Assignment:
Would you print the whole listing again, word for word?

Task data:
┌──
pub fn standardize_stacks_block(
    indexer_config: &IndexerConfig,
    block: &mut NewBlock,
    chain_ctx: &mut StacksChainContext,
    ctx: &Context,
) -> Result<StacksBlockData, String> {
    let pox_cycle_length: u64 =
        chain_ctx.pox_info.prepare_phase_block_length + chain_ctx.pox_info.reward_phase_block_length;
    let current_len = u64::saturating_sub(
        block.burn_block_height,
        1 + chain_ctx.pox_info.first_burnchain_block_height,
    );
    let pox_cycle_id: u32 = (current_len / pox_cycle_length).try_into().unwrap_or(0);

    let mut events: HashMap<&String, Vec<&NewEvent>> = HashMap::new();
    for event in block.events.iter() {
        events
            .entry(&event.txid)
            .and_modify(|events| events.push(event))
            .or_insert(vec![event]);
    }

    let mut transactions = vec![];
    for tx in block.transactions.iter() {
        let tx_events = events.remove(&tx.txid).unwrap_or_default();
        let (description, tx_type, fee, nonce, sender, sponsor) =
            match get_tx_description(&tx.raw_tx, &tx_events) {
                Ok(desc) => desc,
                Err(e) => {
                    if tx.status.eq("abort_by_response") {
                        continue;
                    }
                    return Err(format!(
                        "unable to standardize block #{} ({})",
                        block.block_height, e
                    ));
                }
            };
        let events = tx_events
            .iter()
            .map(|e| e.into_hook_event())
            .collect::<Result<Vec<StacksTransactionEvent>, String>>()?;
        let (receipt, operations) = get_standardized_stacks_receipt(
            &tx.txid,
            events,
            &mut chain_ctx.asset_class_map,
            &indexer_config.get_stacks_node_config().rpc_url,
            true,
        );

        transactions.push(StacksTransactionData {
            transaction_identifier: TransactionIdentifier {
                hash: tx.txid.clone(),
            },
            operations,
            metadata: StacksTransactionMetadata {
                success: tx.status == "success",
                result: get_value_description(&tx.raw_result, ctx),
                raw_tx: tx.raw_tx.clone(),
                sender,
                nonce,
                fee,
                sponsor,
                kind: tx_type,
                execution_cost: tx.execution_cost.clone(),
                receipt,
                description,
                position: StacksTransactionPosition::anchor_block(tx.tx_index),
                proof: None,
                contract_abi: tx.contract_abi.clone(),
            },
        });
    }

    let confirm_microblock_identifier = if block.parent_microblock
        == "0x0000000000000000000000000000000000000000000000000000000000000000"
    {
        None
    } else {
        Some(BlockIdentifier {
            index: block.parent_microblock_sequence,
            hash: block.parent_microblock.clone(),
        })
    };

    let block = StacksBlockData {
        block_identifier: BlockIdentifier {
            hash: block.index_block_hash.clone(),
            index: block.block_height,
        },
        parent_block_identifier: BlockIdentifier {
            hash: block.parent_index_block_hash.clone(),
            index: block.block_height.saturating_sub(1),
        },
        timestamp: block.parent_burn_block_timestamp,
        metadata: StacksBlockMetadata {
            bitcoin_anchor_block_identifier: BlockIdentifier {
                hash: block.burn_block_hash.clone(),
                index: block.burn_block_height,
            },
            pox_cycle_index: pox_cycle_id,
            pox_cycle_position: (current_len % pox_cycle_length) as u32,
            pox_cycle_length: pox_cycle_length.try_into().unwrap_or(u32::MAX),
            confirm_microblock_identifier,
            stacks_block_hash: block.block_hash.clone(),
            tenure_height: block.tenure_height,
            block_time: block.block_time,
            signer_bitvec: block.signer_bitvec.clone(),
            signer_signature: block.signer_signature.clone(),
            cycle_number: block.cycle_number,
            reward_set: block.reward_set.as_ref().map(|r| StacksBlockMetadataRewardSet {
                pox_ustx_threshold: r.pox_ustx_threshold.clone(),
                rewarded_addresses: r.rewarded_addresses.clone().unwrap_or_default(),
                signers: r.signers.as_ref().map(|signers| {
                    signers
                        .iter()
                        .map(|s| StacksBlockMetadataRewardSetSigner {
                            signing_key: s.signing_key.clone(),
                            weight: s.weight,
                            stacked_amt: s.stacked_amt.clone(),
                        })
                        .collect()
                }),
            }),
        },
        transactions,
    };
    Ok(block)
}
└──
Finished exercise:
pub fn standardize_stacks_block(
    indexer_config: &IndexerConfig,
    block: &mut NewBlock,
    chain_ctx: &mut StacksChainContext,
    ctx: &Context,
) -> Result<StacksBlockData, String> {
    let pox_cycle_length: u64 =
        chain_ctx.pox_info.prepare_phase_block_length + chain_ctx.pox_info.reward_phase_block_length;
    let current_len = u64::saturating_sub(
        block.burn_block_height,
        1 + chain_ctx.pox_info.first_burnchain_block_height,
    );
    let pox_cycle_id: u32 = (current_len / pox_cycle_length).try_into().unwrap_or(0);

    let mut events: HashMap<&String, Vec<&NewEvent>> = HashMap::new();
    for event in block.events.iter() {
        events
            .entry(&event.txid)
            .and_modify(|events| events.push(event))
            .or_insert(vec![event]);
    }

    let mut transactions = vec![];
    for tx in block.transactions.iter() {
        let tx_events = events.remove(&tx.txid).unwrap_or_default();
        let (description, tx_type, fee, nonce, sender, sponsor) =
            match get_tx_description(&tx.raw_tx, &tx_events) {
                Ok(desc) => desc,
                Err(e) => {
                    if tx.status.eq("abort_by_response") {
                        continue;
                    }
                    return Err(format!(
                        "unable to standardize block #{} ({})",
                        block.block_height, e
                    ));
                }
            };
        let events = tx_events
            .iter()
            .map(|e| e.into_hook_event())
            .collect::<Result<Vec<StacksTransactionEvent>, String>>()?;
        let (receipt, operations) = get_standardized_stacks_receipt(
            &tx.txid,
            events,
            &mut chain_ctx.asset_class_map,
            &indexer_config.get_stacks_node_config().rpc_url,
            true,
        );

        transactions.push(StacksTransactionData {
            transaction_identifier: TransactionIdentifier {
                hash: tx.txid.clone(),
            },
            operations,
            metadata: StacksTransactionMetadata {
                success: tx.status == "success",
                result: get_value_description(&tx.raw_result, ctx),
                raw_tx: tx.raw_tx.clone(),
                sender,
                nonce,
                fee,
                sponsor,
                kind: tx_type,
                execution_cost: tx.execution_cost.clone(),
                receipt,
                description,
                position: StacksTransactionPosition::anchor_block(tx.tx_index),
                proof: None,
                contract_abi: tx.contract_abi.clone(),
            },
        });
    }

    let confirm_microblock_identifier = if block.parent_microblock
        == "0x0000000000000000000000000000000000000000000000000000000000000000"
    {
        None
    } else {
        Some(BlockIdentifier {
            index: block.parent_microblock_sequence,
            hash: block.parent_microblock.clone(),
        })
    };

    let block = StacksBlockData {
        block_identifier: BlockIdentifier {
            hash: block.index_block_hash.clone(),
            index: block.block_height,
        },
        parent_block_identifier: BlockIdentifier {
            hash: block.parent_index_block_hash.clone(),
            index: block.block_height.saturating_sub(1),
        },
        timestamp: block.parent_burn_block_timestamp,
        metadata: StacksBlockMetadata {
            bitcoin_anchor_block_identifier: BlockIdentifier {
                hash: block.burn_block_hash.clone(),
                index: block.burn_block_height,
            },
            pox_cycle_index: pox_cycle_id,
            pox_cycle_position: (current_len % pox_cycle_length) as u32,
            pox_cycle_length: pox_cycle_length.try_into().unwrap_or(u32::MAX),
            confirm_microblock_identifier,
            stacks_block_hash: block.block_hash.clone(),
            tenure_height: block.tenure_height,
            block_time: block.block_time,
            signer_bitvec: block.signer_bitvec.clone(),
            signer_signature: block.signer_signature.clone(),
            cycle_number: block.cycle_number,
            reward_set: block.reward_set.as_ref().map(|r| StacksBlockMetadataRewardSet {
                pox_ustx_threshold: r.pox_ustx_threshold.clone(),
                rewarded_addresses: r.rewarded_addresses.clone().unwrap_or_default(),
                signers: r.signers.as_ref().map(|signers| {
                    signers
                        .iter()
                        .map(|s| StacksBlockMetadataRewardSetSigner {
                            signing_key: s.signing_key.clone(),
                            weight: s.weight,
                            stacked_amt: s.stacked_amt.clone(),
                        })
                        .collect()
                }),
            }),
        },
        transactions,
    };
    Ok(block)
}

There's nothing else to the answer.